The power of doing nothing

We live in a world of action where the songs of sirens lure us to do things, often without thinking, even when our interventions are useless or counterproductive. Sometimes it´s better to tie ourselves to the mast, listen carefully, and resist an impulse to act recklessly. Thus, we can avoid our harm or that of others.

In medical practice we are frequently confronted with problems for which we don´t have a solution. Accepting our impotence in those situations, we mighty doctors, is not an easy task. Furthermore, our patients (who might be needy and dependent on us), the institutions that employ us, and society at large look up to us to deliver, to give something that instils hope. All too often we end up trying some ineffectual remedy to see if it works. The results of this can be harmful to the patients or, at any rate, wasteful in an environment of limited resources, which is another way of being harmful.

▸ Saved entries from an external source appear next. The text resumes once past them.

//! Domain events and their storage envelopes.
//!
//! Domain events are encoded with `bincode`. The envelope around them keeps
//! the routing data in plain fields (`event_type`, stream, sequence, time) so
//! stores and buses never decode payloads they do not own.
//!
//! ```text
//! Event ──to_bytes──► SerializedEvent ──EventStore::append──► RecordedEvent
//! ```
//!
//! # Example
//!
//! ```
//! use filplus_core::event::Event;
//! use serde::{Deserialize, Serialize};
//!
//! #[derive(Clone, Debug, PartialEq, Serialize, Deserialize)]
//! enum ReviewEvent {
//!     Approved { reviewer: String },
//! }
//!
//! impl Event for ReviewEvent {
//!     fn event_type(&self) -> &'static str {
//!         "ReviewApproved.v1"
//!     }
//! }
//!
//! let event = ReviewEvent::Approved { reviewer: "0xabc".into() };
//! let bytes = event.to_bytes().unwrap();
//! assert_eq!(ReviewEvent::from_bytes(&bytes).unwrap(), event);
//! ```

use crate::stream::{StreamId, Version};
use chrono::{DateTime, Utc};
use serde::{Serialize, de::DeserializeOwned};
use thiserror::Error;

/// Error types for event encoding.
#[derive(Error, Debug, Clone, PartialEq, Eq)]
pub enum EventError {
    /// Failed to serialize event to bytes.
    #[error("Failed to serialize event: {0}")]
    SerializationError(String),

    /// Failed to deserialize event from bytes.
    #[error("Failed to deserialize event: {0}")]
    DeserializationError(String),

    /// An envelope carried a type name this decoder does not know.
    #[error("Unknown event type: {0}")]
    UnknownEventType(String),
}

/// An immutable fact recorded in an aggregate stream.
///
/// `event_type` must be stable and versioned (`"KYCApproved.v1"`); it is
/// stored next to the payload and used to route events to handlers.
pub trait Event: Send + Sync + 'static {
    /// Versioned type name of this event.
    fn event_type(&self) -> &'static str;

    /// Encode this event with bincode.
    ///
    /// # Errors
    ///
    /// Returns [`EventError::SerializationError`] if bincode rejects the value.
    fn to_bytes(&self) -> Result<Vec<u8>, EventError>
    where
        Self: Serialize,
    {
        bincode::serialize(self).map_err(|e| EventError::SerializationError(e.to_string()))
    }

    /// Decode an event previously produced by [`Event::to_bytes`].
    ///
    /// # Errors
    ///
    /// Returns [`EventError::DeserializationError`] if the bytes are corrupted
    /// or were produced by an incompatible schema.
    fn from_bytes(bytes: &[u8]) -> Result<Self, EventError>
    where
        Self: DeserializeOwned + Sized,
    {
        bincode::deserialize(bytes).map_err(|e| EventError::DeserializationError(e.to_string()))
    }
}

/// An encoded event that has not been assigned a stream position yet.
#[derive(Clone, Debug, PartialEq)]
pub struct SerializedEvent {
    /// Versioned type name (e.g. `"ApplicationCreated.v1"`).
    pub event_type: String,
    /// Bincode payload.
    pub data: Vec<u8>,
    /// Free-form metadata (actor, correlation id, ...).
    pub metadata: Option<serde_json::Value>,
    /// When the fact happened, taken from the injected clock.
    pub occurred_at: DateTime<Utc>,
}

impl SerializedEvent {
    /// Build an envelope from its parts.
    #[must_use]
    pub const fn new(
        event_type: String,
        data: Vec<u8>,
        metadata: Option<serde_json::Value>,
        occurred_at: DateTime<Utc>,
    ) -> Self {
        Self {
            event_type,
            data,
            metadata,
            occurred_at,
        }
    }

    /// Encode a domain event into an envelope.
    ///
    /// # Errors
    ///
    /// Returns [`EventError::SerializationError`] if the payload cannot be encoded.
    pub fn from_event<E>(
        event: &E,
        metadata: Option<serde_json::Value>,
        occurred_at: DateTime<Utc>,
    ) -> Result<Self, EventError>
    where
        E: Event + Serialize,
    {
        Ok(Self {
            event_type: event.event_type().to_string(),
            data: event.to_bytes()?,
            metadata,
            occurred_at,
        })
    }
}

/// An event as persisted: envelope plus its position in the stream.
///
/// `(stream_id, sequence)` is unique across the store.
#[derive(Clone, Debug, PartialEq)]
pub struct RecordedEvent {
    /// Owning aggregate stream.
    pub stream_id: StreamId,
    /// 1-based position within the stream.
    pub sequence: Version,
    /// Versioned type name.
    pub event_type: String,
    /// Bincode payload.
    pub data: Vec<u8>,
    /// Metadata copied from the [`SerializedEvent`].
    pub metadata: Option<serde_json::Value>,
    /// When the fact happened.
    pub occurred_at: DateTime<Utc>,
}

impl RecordedEvent {
    /// Place an envelope at `sequence` in `stream_id`.
    #[must_use]
    pub fn from_serialized(stream_id: StreamId, sequence: Version, event: SerializedEvent) -> Self {
        Self {
            stream_id,
            sequence,
            event_type: event.event_type,
            data: event.data,
            metadata: event.metadata,
            occurred_at: event.occurred_at,
        }
    }

    /// Decode the payload as `E`.
    ///
    /// # Errors
    ///
    /// Returns [`EventError::DeserializationError`] if the payload does not decode as `E`.
    pub fn decode<E>(&self) -> Result<E, EventError>
    where
        E: Event + DeserializeOwned,
    {
        E::from_bytes(&self.data)
    }
}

Sometimes, the best course of action is to sit on our hands and refuse to sell smoke. Dependent patients might feel disappointed or frustrated with this, but they get an opportunity to stop putting their hopes in us when we don´t have a solution, and to empower themselves. This non-action is harder than it seems. It requires an active effort to resist the pull towards problematic manoeuvres. Also, it challenges the pride of the professional by confronting him with his own impotence. Frequently, it is necessary to do some psychotherapeutic or spiritual work to be able to hold one´s place instead of going with the flow.

When we avoid giving a patient a treatment that wouldn´t help him, and we face our own lack, we open the way for something else to happen. These new possibilities might emerge from the patient, but also from the professional. Chief among these new options is that, rather than trying to solve the problems, we might listen to the person who suffers them.

Listening to another person, really listening, is not easy to do. Listening to someone in pain, who also expects us to do something we can´t, is even harder. However, it is a very powerful (non) action which can promote very important changes.

Being listened to prompts a person to speak. When one starts talking, he builds a discourse and begins uttering surprising things, frequently ideas or feelings one was previously unaware of. By talking, we don´t only become aware of what was previously unconscious. We also build new links and meanings, we develop ourselves as subjective beings. Besides, we deploy a relation with the person who listens to us, projecting in it assumptions that shape other relationships in our lives, irrespective of the reality that embodies them. We can learn from it and change for the better. By talking to someone, we both develop our subjectivity and get to know it better.

While we grow as talking beings (parlêtre is the Lacanian buzzword) we whirl around a hole we can´t fully apprehend, something we can´t really put in words, let alone solve. We are confronted with our limits and forced to do something with them.

The patient who, in pain, succumbed to the fantasy that his doctor was omnipotent and would always heal him, by being denied a magic remedy and being listened to, may come to face the reality of his lack. All of us, human beings, are mortal, fallible and limited. When we stop deluding ourselves, we can start to find ways to live with the lack and do something with it.

Thus, we can develop certain habits to reduce the pain, realize our limits and reduce excessive efforts that worsen it, work on our bodily posture, accept suffering and use it as a source of empathy and compassion towards others, express it in artistic endeavours. Whatever the path one builds, it better start by facing our reality.

An omnipotent doctor who can´t accept his own lack and tries to mask it by selling unfounded hopes, not only might harm with his treatments, but also forecloses the patient dealing with his truth. Having the courage to do nothing, listening to the patient, allows for revolutionary changes. Outside the consulting room, doing nothing can also open new roads.